A privação de moradia afeta 11% das crianças e adolescentes brasileiros, sendo que 6,8% vivem em casas com teto de madeira e com quatro pessoas por quarto e 4,2% moram em barracos com teto de palha e cinco pessoas por quarto.
O trabalho infantil doméstico ou remunerado atinge 6,2% dos menores brasileiros. O trabalho é ilegal para menores de 13 anos, 3% das crianças de 5 a 9 anos e 7,4% daquelas que têm entre 10 e 13 anos trabalham no país. Entre os maiores de 14 anos, 8,4% (quase 1,2 milhão) trabalham mais do que as 20 horas semanais permitidas pela lei.

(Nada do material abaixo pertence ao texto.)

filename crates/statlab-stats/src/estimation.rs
use serde::Serialize;
use statlab_dist::Family;

use crate::descriptive::{mean, variance};

/// Which estimation principle to apply.
#[derive(
    Debug,
    Clone,
    Copy,
    PartialEq,
    Eq,
    Hash,
    Serialize,
    derive_more::Display,
    derive_more::FromStr,
)]
pub enum Method {
    /// Maximum likelihood estimation.
    #[display("mle")]
    Mle,
    /// Method of moments.
    #[display("mom")]
    Mom,
}

/// One labeled parameter estimate, e.g. `("mean(μ)", 3.2)`.
#[derive(Debug, Clone, Copy, PartialEq, Serialize)]
pub struct Estimate {
    pub label: &'static str,
    pub value: f64,
}

/// Parameter estimates for one family/method combination.
///
/// Estimates keep their insertion order so output renders parameters in their
/// conventional order (location before scale). The result is empty when the
/// sample is empty or the family has no estimator defined.
#[derive(Debug, Clone, Default, PartialEq, Serialize)]
#[serde(transparent)]
pub struct EstimationResult {
    estimates: Vec<Estimate>,
}

impl EstimationResult {
    fn push(&mut self, label: &'static str, value: f64) {
        self.estimates.push(Estimate { label, value });
    }

    /// Looks an estimate up by its label.
    #[must_use]
    pub fn get(&self, label: &str) -> Option<f64> {
        self.estimates
            .iter()
            .find(|estimate| estimate.label == label)
            .map(|estimate| estimate.value)
    }

    #[must_use]
    pub fn is_empty(&self) -> bool {
        self.estimates.is_empty()
    }

    #[must_use]
    pub fn estimates(&self) -> &[Estimate] {
        &self.estimates
    }
}

/// Estimates the parameters of `family` from observed values.
///
/// For the normal and exponential families the maximum-likelihood and
/// method-of-moments estimators coincide analytically, so both methods share
/// one computation. For the uniform family they diverge: MLE uses the order
/// statistics (sample min/max) while MoM inverts Var = (b−a)²/12.
///
/// The binomial and Poisson families have no estimator defined here and yield
/// an empty result; see the crate docs before extending them. An empty sample
/// also yields an empty result rather than an error.
///
/// # Examples
///
/// ```
/// use statlab_dist::Family;
/// use statlab_stats::{Method, estimate};
///
/// let values = [2.0, 4.0, 6.0];
/// let result = estimate(&values, Family::Normal, Method::Mle);
/// assert_eq!(result.get("mean(μ)"), Some(4.0));
/// assert_eq!(result.get("variance(σ²)"), Some(4.0));
/// ```
#[must_use]
pub fn estimate(values: &[f64], family: Family, method: Method) -> EstimationResult {
    let mut result = EstimationResult::default();
    if values.is_empty() {
        return result;
    }

    match (family, method) {
        (Family::Normal, _) => {
            let mean = mean(values);
            let variance = variance(values, mean);
            result.push("mean(μ)", mean);
            result.push("variance(σ²)", variance);
            result.push("std_dev(σ)", variance.sqrt());
        }
        (Family::Exponential, _) => {
            let mean = mean(values);
            result.push("rate(λ)", 1.0 / mean);
            result.push("mean(1/λ)", mean);
        }
        (Family::Uniform, Method::Mle) => {
            let min = values.iter().copied().fold(f64::INFINITY, f64::min);
            let max = values.iter().copied().fold(f64::NEG_INFINITY, f64::max);
            result.push("min(a)", min);
            result.push("max(b)", max);
            result.push("midpoint((a+b)/2)", f64::midpoint(min, max));
        }
        (Family::Uniform, Method::Mom) => {
            let mean = mean(values);
            let range = (12.0 * variance(values, mean)).sqrt();
            result.push("min(a)", mean - range / 2.0);
            result.push("max(b)", mean + range / 2.0);
            result.push("midpoint((a+b)/2)", mean);
        }
        // Scope gap carried over from the reference: no MLE/MoM formulas are
        // defined for the discrete count families.
        (Family::Binomial | Family::Poisson, _) => {}
    }
    result
}

#[cfg(test)]
mod tests {
    use rand::SeedableRng as _;
    use rand_pcg::Pcg32;
    use statlab_dist::{DistributionSpec, GenerationRequest, generate};

    use super::*;

    #[test]
    fn empty_sample_yields_empty_result() {
        assert!(estimate(&[], Family::Normal, Method::Mle).is_empty());
    }

    #[test]
    fn binomial_and_poisson_have_no_estimator() {
        let values = [1.0, 2.0, 3.0];
        for family in [Family::Binomial, Family::Poisson] {
            for method in [Method::Mle, Method::Mom] {
                assert!(estimate(&values, family, method).is_empty());
            }
        }
    }

    #[test]
    fn normal_mle_and_mom_coincide() {
        let values = [0.5, 1.5, 2.0, 4.0, 9.0];
        let mle = estimate(&values, Family::Normal, Method::Mle);
        let mom = estimate(&values, Family::Normal, Method::Mom);
        assert_eq!(mle, mom);
        assert_eq!(mle.get("mean(μ)"), Some(3.4));
    }

    #[test]
    fn exponential_rate_is_reciprocal_mean() {
        let values = [1.0, 2.0, 3.0, 2.0];
        let result = estimate(&values, Family::Exponential, Method::Mle);
        assert_eq!(result.get("mean(1/λ)"), Some(2.0));
        assert_eq!(result.get("rate(λ)"), Some(0.5));
        assert_eq!(result, estimate(&values, Family::Exponential, Method::Mom));
    }

    #[test]
    fn uniform_mle_bounds_bracket_every_observation() {
        let values = [3.0, -1.0, 4.5, 2.0, 0.0];
        let result = estimate(&values, Family::Uniform, Method::Mle);
        let min = result.get("min(a)").unwrap();
        let max = result.get("max(b)").unwrap();
        assert!(values.iter().all(|v| (min..=max).contains(v)));
        assert_eq!(min, -1.0);
        assert_eq!(max, 4.5);
        assert_eq!(result.get("midpoint((a+b)/2)"), Some(1.75));
    }

    #[test]
    fn uniform_mom_inverts_the_variance_formula() {
        let values = [1.0, 2.0, 3.0, 4.0, 5.0];
        let result = estimate(&values, Family::Uniform, Method::Mom);
        let mean = 3.0;
        let range = (12.0_f64 * 2.5).sqrt();
        assert!((result.get("min(a)").unwrap() - (mean - range / 2.0)).abs() < 1e-12);
        assert!((result.get("max(b)").unwrap() - (mean + range / 2.0)).abs() < 1e-12);
        assert_eq!(result.get("midpoint((a+b)/2)"), Some(mean));
    }

    #[test]
    fn normal_round_trip_recovers_parameters() {
        let mut rng = Pcg32::seed_from_u64(2024);
        let sample = generate(
            &GenerationRequest {
                spec: DistributionSpec::Normal {
                    mean: 12.0,
                    std_dev: 3.0,
                },
                sample_size: 50_000,
            },
            &mut rng,
        )
        .unwrap();
        let result = estimate(&sample.values(), Family::Normal, Method::Mle);
        assert!((result.get("mean(μ)").unwrap() - 12.0).abs() < 0.05);
        assert!((result.get("std_dev(σ)").unwrap() - 3.0).abs() < 0.05);
    }
}
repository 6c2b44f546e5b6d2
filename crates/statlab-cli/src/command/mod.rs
use clap::{Parser, Subcommand};

use self::{analyze::AnalyzeArg, generate::GenerateArg};

mod analyze;
mod generate;

#[derive(Debug, Clone, Parser)]
#[command(author, version, about, long_about = None)]
pub struct CommandArgs {
    #[command(subcommand)]
    mode: Mode,
}

#[derive(Debug, Clone, Subcommand)]
enum Mode {
    /// Generate a dataset by sampling a parametric distribution
    Generate(#[clap(flatten)] GenerateArg),
    /// Compute descriptive statistics and parameter estimates for a dataset
    Analyze(#[clap(flatten)] AnalyzeArg),
}

pub fn run() -> anyhow::Result<()> {
    let args = CommandArgs::parse();
    match args.mode {
        Mode::Generate(arg) => generate::run(&arg)?,
        Mode::Analyze(arg) => analyze::run(&arg)?,
    }
    Ok(())
}
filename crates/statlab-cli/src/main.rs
mod command;
mod util;

fn main() -> anyhow::Result<()> {
    command::run()
}
//! Parametric distribution model for the statlab workspace.
//!
//! This crate owns the distribution side of the system:
//!
//! - [`spec`]: the [`DistributionSpec`] tagged union over the supported
//!   families, parameter validation, and the [`Family`] tag used for
//!   estimation dispatch
//! - [`sample`]: the [`Sample`] / [`DataPoint`] data model shared with every
//!   producer and consumer of datasets
//! - [`sampler`]: random sample generation ([`generate`])
//! - [`density`]: closed-form pdf/pmf/cdf evaluation per family
//! - [`special`]: supporting special-function approximations
//!
//! # Examples
//!
//! ```
//! use rand::SeedableRng as _;
//! use statlab_dist::{DistributionSpec, GenerationRequest, generate};
//!
//! let request = GenerationRequest {
//!     spec: DistributionSpec::Uniform { min: 0.0, max: 1.0 },
//!     sample_size: 100,
//! };
//! let mut rng = rand_pcg::Pcg32::seed_from_u64(42);
//! let sample = generate(&request, &mut rng).unwrap();
//! assert_eq!(sample.len(), 100);
//! ```

pub use self::{
    sample::{DataPoint, Sample},
    sampler::generate,
    spec::{DistributionSpec, Family, GenerationRequest, ParameterError},
};

pub mod density;
pub mod sample;
pub mod sampler;
pub mod spec;
pub mod special;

Entenda a classificação da privação de direitos do Unicef:
Educação
Privação intermediária: criança de 7 a 17 anos que frequenta a escola, mas com atraso, ou maior de 7 anos analfabeta que frequenta escola.

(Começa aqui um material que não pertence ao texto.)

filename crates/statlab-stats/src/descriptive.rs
use std::collections::HashMap;

use serde::Serialize;

/// Descriptive statistics summarizing one dataset.
///
/// Dispersion uses the Bessel-corrected (n − 1) sample variance, and the same
/// convention flows through `std_dev` and the standardized sums inside
/// `skewness` and `kurtosis`. Degenerate inputs resolve to sentinel values
/// instead of errors: a single observation has variance 0, and the shape
/// statistics are 0 whenever their bias-correction denominators vanish
/// (n ≤ 2 for skewness, n ≤ 3 for kurtosis) or the standard deviation is 0.
///
/// # Examples
///
/// ```
/// use statlab_stats::descriptive::DescriptiveStats;
///
/// let stats = DescriptiveStats::from_values(&[5.0, 2.0, 4.0, 1.0, 3.0]).unwrap();
/// assert_eq!(stats.min, 1.0);
/// assert_eq!(stats.max, 5.0);
/// assert_eq!(stats.mean, 3.0);
/// assert_eq!(stats.median, 3.0);
///
/// assert!(DescriptiveStats::from_values(&[]).is_none());
/// ```
#[derive(Debug, Clone, PartialEq, Serialize)]
pub struct DescriptiveStats {
    /// The arithmetic mean.
    pub mean: f64,
    /// The middle of the sorted data; average of the two middle values at
    /// even length.
    pub median: f64,
    /// The most frequent value; ties resolve to the value encountered first.
    pub mode: f64,
    /// The Bessel-corrected sample variance.
    pub variance: f64,
    /// The square root of `variance`.
    pub std_dev: f64,
    /// The smallest observation.
    pub min: f64,
    /// The largest observation.
    pub max: f64,
    /// `max - min`.
    pub range: f64,
    /// Adjusted Fisher–Pearson standardized third moment.
    pub skewness: f64,
    /// Bias-corrected excess kurtosis (normal distribution ⇒ 0).
    pub kurtosis: f64,
}

impl DescriptiveStats {
    /// Computes descriptive statistics for a dataset.
    ///
    /// # Returns
    ///
    /// * `Some(DescriptiveStats)` - if the dataset contains at least one value
    /// * `None` - if the dataset is empty (the "no data yet" state)
    #[must_use]
    pub fn from_values(values: &[f64]) -> Option<Self> {
        if values.is_empty() {
            return None;
        }

        let mut sorted = values.to_vec();
        sorted.sort_by(f64::total_cmp);
        let min = sorted[0];
        let max = sorted[sorted.len() - 1];

        let mean = mean(values);
        let variance = variance(values, mean);
        let std_dev = variance.sqrt();

        Some(Self {
            mean,
            median: median_of_sorted(&sorted),
            mode: mode(values),
            variance,
            std_dev,
            min,
            max,
            range: max - min,
            skewness: skewness(values, mean, std_dev),
            kurtosis: kurtosis(values, mean, std_dev),
        })
    }
}

pub(crate) fn mean(values: &[f64]) -> f64 {
    #[expect(clippy::cast_precision_loss)]
    let n = values.len() as f64;
    values.iter().sum::<f64>() / n
}

/// Bessel-corrected sample variance; 0 for fewer than two observations.
pub(crate) fn variance(values: &[f64], mean: f64) -> f64 {
    if values.len() < 2 {
        return 0.0;
    }
    #[expect(clippy::cast_precision_loss)]
    let n = values.len() as f64;
    values.iter().map(|v| (v - mean).powi(2)).sum::<f64>() / (n - 1.0)
}

fn median_of_sorted(sorted: &[f64]) -> f64 {
    let mid = sorted.len() / 2;
    if sorted.len() % 2 == 0 {
        f64::midpoint(sorted[mid - 1], sorted[mid])
    } else {
        sorted[mid]
    }
}

/// Most frequent value, first-encountered among equally frequent ones.
fn mode(values: &[f64]) -> f64 {
    let mut counts: HashMap<u64, (usize, usize)> = HashMap::new();
    for (index, value) in values.iter().enumerate() {
        let entry = counts.entry(value.to_bits()).or_insert((0, index));
        entry.0 += 1;
    }
    counts
        .into_iter()
        .min_by_key(|&(_, (count, first_index))| (std::cmp::Reverse(count), first_index))
        .map_or(f64::NAN, |(bits, _)| f64::from_bits(bits))
}

/// Adjusted Fisher–Pearson skewness: [n/((n-1)(n-2))] Σ((xᵢ-x̄)/s)³.
///
/// 0 when the standard deviation is 0 or n ≤ 2 (coefficient undefined).
fn skewness(values: &[f64], mean: f64, std_dev: f64) -> f64 {
    if std_dev == 0.0 || values.len() <= 2 {
        return 0.0;
    }
    #[expect(clippy::cast_precision_loss)]
    let n = values.len() as f64;
    let sum: f64 = values.iter().map(|v| ((v - mean) / std_dev).powi(3)).sum();
    n / ((n - 1.0) * (n - 2.0)) * sum
}

/// Bias-corrected excess kurtosis:
/// [n(n+1)/((n-1)(n-2)(n-3))] Σ((xᵢ-x̄)/s)⁴ − 3(n-1)²/((n-2)(n-3)).
///
/// 0 when the standard deviation is 0 or n ≤ 3 (coefficient undefined).
fn kurtosis(values: &[f64], mean: f64, std_dev: f64) -> f64 {
    if std_dev == 0.0 || values.len() <= 3 {
        return 0.0;
    }
    #[expect(clippy::cast_precision_loss)]
    let n = values.len() as f64;
    let sum: f64 = values.iter().map(|v| ((v - mean) / std_dev).powi(4)).sum();
    n * (n + 1.0) / ((n - 1.0) * (n - 2.0) * (n - 3.0)) * sum
        - 3.0 * (n - 1.0).powi(2) / ((n - 2.0) * (n - 3.0))
}
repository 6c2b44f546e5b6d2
use std::{fs::File, io::BufReader, path::PathBuf};

use anyhow::Context as _;
use serde::Serialize;
use statlab_dist::{Family, Sample};
use statlab_stats::{DescriptiveStats, EstimationResult, Method, estimate};

use crate::util::Output;

#[derive(Debug, Clone, clap::Args)]
pub(crate) struct AnalyzeArg {
    /// Dataset file (JSON array of {x, y} points); stdin when omitted
    #[arg(long)]
    input: Option<PathBuf>,
    /// Target family for parameter estimation; descriptive statistics only
    /// when omitted
    #[arg(long)]
    family: Option<Family>,
    /// Estimation method (mle or mom); both when omitted
    #[arg(long)]
    method: Option<Method>,
    /// Output file path; stdout when omitted
    #[arg(long)]
    output: Option<PathBuf>,
}

/// Everything one analysis pass produces for a dataset.
///
/// Fields are absent rather than null when not computed: `descriptive` for an
/// empty dataset, the estimation fields when no family was requested.
#[derive(Debug, Serialize)]
struct AnalysisReport {
    #[serde(skip_serializing_if = "Option::is_none")]
    descriptive: Option<DescriptiveStats>,
    #[serde(skip_serializing_if = "Option::is_none")]
    mle: Option<EstimationResult>,
    #[serde(skip_serializing_if = "Option::is_none")]
    mom: Option<EstimationResult>,
}

pub(crate) fn run(arg: &AnalyzeArg) -> anyhow::Result<()> {
    let sample = load_sample(arg.input.as_deref())?;
    let values = sample.values();

    let wants = |method: Method| arg.method.is_none() || arg.method == Some(method);
    let report = AnalysisReport {
        descriptive: DescriptiveStats::from_values(&values),
        mle: arg
            .family
            .filter(|_| wants(Method::Mle))
            .map(|family| estimate(&values, family, Method::Mle)),
        mom: arg
            .family
            .filter(|_| wants(Method::Mom))
            .map(|family| estimate(&values, family, Method::Mom)),
    };
    Output::save_json(&report, arg.output.clone())
}

fn load_sample(input: Option<&std::path::Path>) -> anyhow::Result<Sample> {
    match input {
        Some(path) => {
            let file = File::open(path)
                .with_context(|| format!("Failed to open input file: {}", path.display()))?;
            serde_json::from_reader(BufReader::new(file))
                .with_context(|| format!("Failed to parse dataset from {}", path.display()))
        }
        None => serde_json::from_reader(std::io::stdin().lock())
            .context("Failed to parse dataset from stdin"),
    }
}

Privação extrema: criança de 4 a 17 anos que não frequenta escola ou criança ou maior de 7 anos analfabeta que não frequenta escola.
Informação
Privação intermediária: criança de 10 a 17 anos que não teve acesso à internet nos últimos 3 meses, mas tem TV em casa.
Privação extrema: criança de 10 a 17 anos que não acessou a internet nos últimos 3 meses e não tem TV.
Moradia
Privação intermediária: menor de 18 anos que vive em casa com 4 pessoas por dormitório ou cujas paredes e te%to são de madeira aproveitada.
Privação extrema: menor de 18 anos que com mais de 4 pessoas por dormitório ou cujas paredes e teto são de palha.
Água
Privação intermediária: menor de 18 anos que vivem em casa com água, que vem de poço sem filtro ou fonte desconhecida.
Privação extrema: menor de 18 anos que vive em casa sem água.
Saneamento
Privação intermediária: menor de 18 anos que vive em casa com banheiro compartilhado ou fossa rudimentar.
Privação extrema: menor de 18 anos que vive em casa sem banheiro ou com vala a céu aberto.
Trabalho infantil
Privação intermediária: criança de 5 a 9 anos que fez de 10 a 20 horas de tarefas domésticas na semana; criança de 10 a 13 anos que fez entre 15 e 20 horas; e criança de 14 a 17 anos que fez entre 21 e 30 horas na semana.
Privação extrema: criança de 5 a 9 anos que trabalhou ou fez mais de 20 horas de tarefas domésticas na semana; criança de 10 a 13 anos que trabalhou por mais de 14 horas ou fez mais de 20 horas de tarefas domésticas na semana; criança de 14 a 17 anos que trabalhou por mais de 30 horas ou realizou mais de 30 horas de tarefas na semana.